2008 was the year I walked away from a business that I had been with for 7 years, a business that I became an owner and partner in, a popular local business that I had given no less than 120 percent of my time, energy, creativity, and hard hard work to. I had built that business into a ridiculously successful business, and the more successful it got, the more my former business partner wanted me to do while she did what she wanted with the profits (in the most non transparent way she could, and did). Over time in my life with that business, I became somebody I didn't like very much. I worked sixty to eighty hours a week, developed nagging health issues, snapped at the people around me, and eventually... spent every day seething in resentments knowing deep down I'd been duped by my partner, who was a most masterful manipulator hiding behind a sweet and grandmotherly voice. Gradually the sincere love I once felt towards her was replaced by a feeling of utter contempt. I also, sadly, lost a few friends in that time, by putting the business first. Looking back, I realize I even came dangerously close to destroying my marriage, because business always came first. My many sleepless nights in that period were spent quietly obsessing over the business, and when the business partnership finally soured, I began obsessing over how I could get out of it all. Then... one day, after seeing a draft of the profits and loss for the year, it all became painfully clear, so.... I calmly, and rather resolutely walked away, literally. I called my former business partner to inform her that I was done, and I meant it.
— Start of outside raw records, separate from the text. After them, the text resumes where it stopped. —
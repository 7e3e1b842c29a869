//! mrm-alerts
//!
//! Rule-based alerting over the daily market snapshot, plus the regime
//! monitor that watches the density of sharp-drop triggers.
//!
//! - [`detector`]: four independent rules per watchlist symbol; pure, no IO
//! - [`regime`]: trailing-window count over the trigger history; pure read
//! - [`history`]: the trigger history and its JSON file
//!
//! Time is always passed in by the caller (`now`); nothing here reads the
//! wall clock.

pub mod detector;
pub mod history;
pub mod regime;

pub use detector::{detect_alerts, Alert, AlertScan, RuleOutcomes, NO_TARGET_DISTANCE};
pub use history::{TriggerHistory, TriggerHistoryFile};
pub use regime::{is_regime_suspended, RegimeStatus};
I never spoke to her again. Leaving my business behind was one of the hardest things I ever did. To put my coat on, and walk away from a business I built, a business that a few months after I left, was sold for profit, and one that upon leaving, never again yielded me, the creative heart and sole behind it, one. red. cent.... though I was owed thousands...As painful and scary as it was, walking away was necessary and a matter of survival.
The hang over, anger, shame, and the emotional pain from that experience was fierce, and it lasted for a few years. Initially, I started litigation, but had neither the emotional strength or funds to get very far, and decided that the lawyers involved were jerks anyway. Besides, my contract was weak, which in itself was a hard and shameful lesson. So, I simply had to keep moving forward, despite having left a part of my identity behind. I felt very lost for a time. In early 2009 I took a job as a waitress in a really grueling and abusive environment, went back to school for a graduate degree in English, worked as a graduate assistant, and all the while, I secretly blamed myself for the past, and worried that I was "too old" "too out of place" and that I had pretty much failed at life... and that life had failed me...
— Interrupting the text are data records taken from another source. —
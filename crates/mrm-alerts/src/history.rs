//! Class-A trigger history.
//!
//! On disk: a JSON array of timestamps, loaded fully and rewritten fully.
//! Entries are written as RFC 3339 UTC. Naive ISO-8601 timestamps (no
//! offset) are accepted on read and taken as UTC.

use std::fs;
use std::io::ErrorKind;
use std::path::{Path, PathBuf};

use anyhow::{Context, Result};
use chrono::{DateTime, NaiveDateTime, SecondsFormat, Utc};

/// Ordered sequence of class-A trigger timestamps. Old entries are retained;
/// the regime monitor only looks at the trailing window.
#[derive(Clone, Debug, Default, PartialEq, Eq)]
pub struct TriggerHistory {
    entries: Vec<DateTime<Utc>>,
}

impl TriggerHistory {
    pub fn new() -> Self {
        Self::default()
    }

    pub fn from_entries(entries: Vec<DateTime<Utc>>) -> Self {
        Self { entries }
    }

    /// Append `count` entries stamped `at`.
    pub fn record(&mut self, at: DateTime<Utc>, count: usize) {
        self.entries.extend(std::iter::repeat(at).take(count));
    }

    pub fn entries(&self) -> &[DateTime<Utc>] {
        &self.entries
    }

    pub fn len(&self) -> usize {
        self.entries.len()
    }

    pub fn is_empty(&self) -> bool {
        self.entries.is_empty()
    }
}

fn parse_timestamp(raw: &str) -> Option<DateTime<Utc>> {
    let raw = raw.trim();
    if let Ok(dt) = DateTime::parse_from_rfc3339(raw) {
        return Some(dt.with_timezone(&Utc));
    }
    NaiveDateTime::parse_from_str(raw, "%Y-%m-%dT%H:%M:%S%.f")
        .ok()
        .map(|n| n.and_utc())
}

/// Parse a history document. Unparseable entries are dropped with a warning.
pub fn parse_history_json(src: &str) -> Result<TriggerHistory> {
    let raw: Vec<String> = serde_json::from_str(src).context("parse trigger history")?;
    let mut entries = Vec::with_capacity(raw.len());
    for s in raw {
        match parse_timestamp(&s) {
            Some(ts) => entries.push(ts),
            None => tracing::warn!(entry = %s, "trigger history entry ignored"),
        }
    }
    Ok(TriggerHistory { entries })
}

pub fn render_history_json(history: &TriggerHistory) -> Result<String> {
    let raw: Vec<String> = history
        .entries
        .iter()
        .map(|ts| ts.to_rfc3339_opts(SecondsFormat::Secs, true))
        .collect();
    serde_json::to_string_pretty(&raw).context("serialize trigger history")
}

/// The history file next to the ledger store.
#[derive(Clone, Debug)]
pub struct TriggerHistoryFile {
    path: PathBuf,
}

impl TriggerHistoryFile {
    pub const FILE_NAME: &'static str = "trigger_history.json";

    pub fn new(path: impl Into<PathBuf>) -> Self {
        Self { path: path.into() }
    }

    /// `<dir>/trigger_history.json`
    pub fn in_dir(dir: &Path) -> Self {
        Self::new(dir.join(Self::FILE_NAME))
    }

    pub fn path(&self) -> &Path {
        &self.path
    }

    fn sibling(&self, suffix: &str) -> PathBuf {
        let mut name = self.path.as_os_str().to_os_string();
        name.push(suffix);
        PathBuf::from(name)
    }

    /// Where an unparseable history file is copied before it can be
    /// overwritten.
    pub fn corrupt_copy_path(&self) -> PathBuf {
        self.sibling(".corrupt")
    }

    /// Missing or unreadable file → empty history (with a warning when the
    /// file exists but cannot be used). A corrupt file is first copied to
    /// [`Self::corrupt_copy_path`].
    pub fn load(&self) -> TriggerHistory {
        let src = match fs::read_to_string(&self.path) {
            Ok(s) => s,
            Err(e) if e.kind() == ErrorKind::NotFound => return TriggerHistory::new(),
            Err(e) => {
                tracing::warn!(path = %self.path.display(), error = %e, "trigger history unreadable; starting empty");
                return TriggerHistory::new();
            }
        };
        match parse_history_json(&src) {
            Ok(h) => h,
            Err(e) => {
                let copy = self.corrupt_copy_path();
                if let Err(copy_err) = fs::copy(&self.path, &copy) {
                    tracing::warn!(path = %copy.display(), error = %copy_err, "corrupt trigger history not copied");
                }
                tracing::warn!(
                    path = %self.path.display(),
                    copy = %copy.display(),
                    error = %e,
                    "trigger history corrupt; starting empty"
                );
                TriggerHistory::new()
            }
        }
    }

    /// Full rewrite through a temp file + rename; an interrupted save leaves
    /// the previous file intact.
    pub fn save(&self, history: &TriggerHistory) -> Result<()> {
        let body = render_history_json(history)?;
        if let Some(parent) = self.path.parent() {
            if !parent.as_os_str().is_empty() {
                fs::create_dir_all(parent)
                    .with_context(|| format!("create dir failed: {}", parent.display()))?;
            }
        }
        let tmp = self.sibling(".tmp");
        fs::write(&tmp, body)
            .with_context(|| format!("write trigger history failed: {}", tmp.display()))?;
        fs::rename(&tmp, &self.path)
            .with_context(|| format!("replace trigger history failed: {}", self.path.display()))?;
        Ok(())
    }
}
By 2011, after I finished my courses in grad school, I spent four months looking for work and sank into a deep depression. It was actually a deeper depression, because looking back, I now realize I was depressed all through grad school, and before grad school. Nothing was clicking. Then, out of the blue, in July, when a former employee's husband asked me to help him open his new business, I was only too grateful to be working again... and it was in the role of a business manager in the craziest of environments that I finally bottomed out on my own stinkin thinkin. Something in what turned out to be a highly dysfunctional environment forced me to turn the corner, and when I finally found the strength to let go of the dysfunction around me, I let go of a lot of my anger and the resentment, and my own dysfunction. It was time to let go of the past. The experience of helping someone open their business made me remember what I am capable of, both the positive and the negative. So, I consciously chose to go with the positive because simply put, I'd had more than enough of the negative.
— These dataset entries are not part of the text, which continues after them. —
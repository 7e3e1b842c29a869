use chrono::NaiveDate;

use crate::ledger::LedgerError;
use crate::types::Position;
use crate::Micros;

/// A buy execution to be applied to a position.
#[derive(Clone, Debug, PartialEq, Eq)]
pub struct Fill {
    pub symbol: String,
    pub shares: i64,
    pub price: Micros,
    pub date: NaiveDate,
}

impl Fill {
    pub fn new(symbol: impl Into<String>, shares: i64, price: Micros, date: NaiveDate) -> Self {
        Self {
            symbol: symbol.into(),
            shares,
            price,
            date,
        }
    }

    /// shares × price, or the overflow error.
    pub fn cost(&self) -> Result<Micros, LedgerError> {
        self.price
            .checked_mul_qty(self.shares)
            .ok_or(LedgerError::CostOverflow {
                shares: self.shares,
                price: self.price,
            })
    }
}

/// Apply a buy to a position.
///
/// Rules:
/// - shares += fill.shares
/// - invested += fill.shares × fill.price (so avg cost is the weighted
///   average of every buy)
/// - first_acquired is set only if it was unset
///
/// The position is not mutated on error.
pub fn apply_buy(pos: &mut Position, fill: &Fill) -> Result<(), LedgerError> {
    let cost = fill.cost()?;
    let shares = pos
        .shares
        .checked_add(fill.shares)
        .ok_or(LedgerError::CostOverflow {
            shares: fill.shares,
            price: fill.price,
        })?;
    let invested = pos
        .invested
        .checked_add(cost)
        .ok_or(LedgerError::CostOverflow {
            shares: fill.shares,
            price: fill.price,
        })?;

    pos.shares = shares;
    pos.invested = invested;
    if pos.first_acquired.is_none() {
        pos.first_acquired = Some(fill.date);
    }
    Ok(())
}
By the end of October I left the job, threw out the Wellbutrin, reconnected with my community of healthy minded friends, and even gained a few new smart and loving ones. In November I shed a few toxic people. In December, just before the holidays, I braved a much needed sugar detox and began a new healthy diet regime with lots of leafy green vegetables, and shed 8 pounds of my 20 lb weight loss goal by the first half of January.
My most important goal for the new year however, is to do one kind act per day towards another person, to stay in a positive mindset so as to allow new things to come into my life, and most of all, to be grateful for all that I have. I have a lot. I have a higher power, a husband, family, and friends who care about me and who I care deeply about, two dogs who rule my life, and really, all that I need for today....To keep what I have, I need to give it away, hence, the thoughtful act for another person per day...
In a few days I will be starting my new full time job as an editor/curator. Time heals all wounds. Beautiful things are coming our wayhttp://inoyan.narod.ru/
Time wounds all heels too. Great blog. Your kind act to me could involve a road trip. And my kind act to you could involve letting you win at Scrabble. Love you.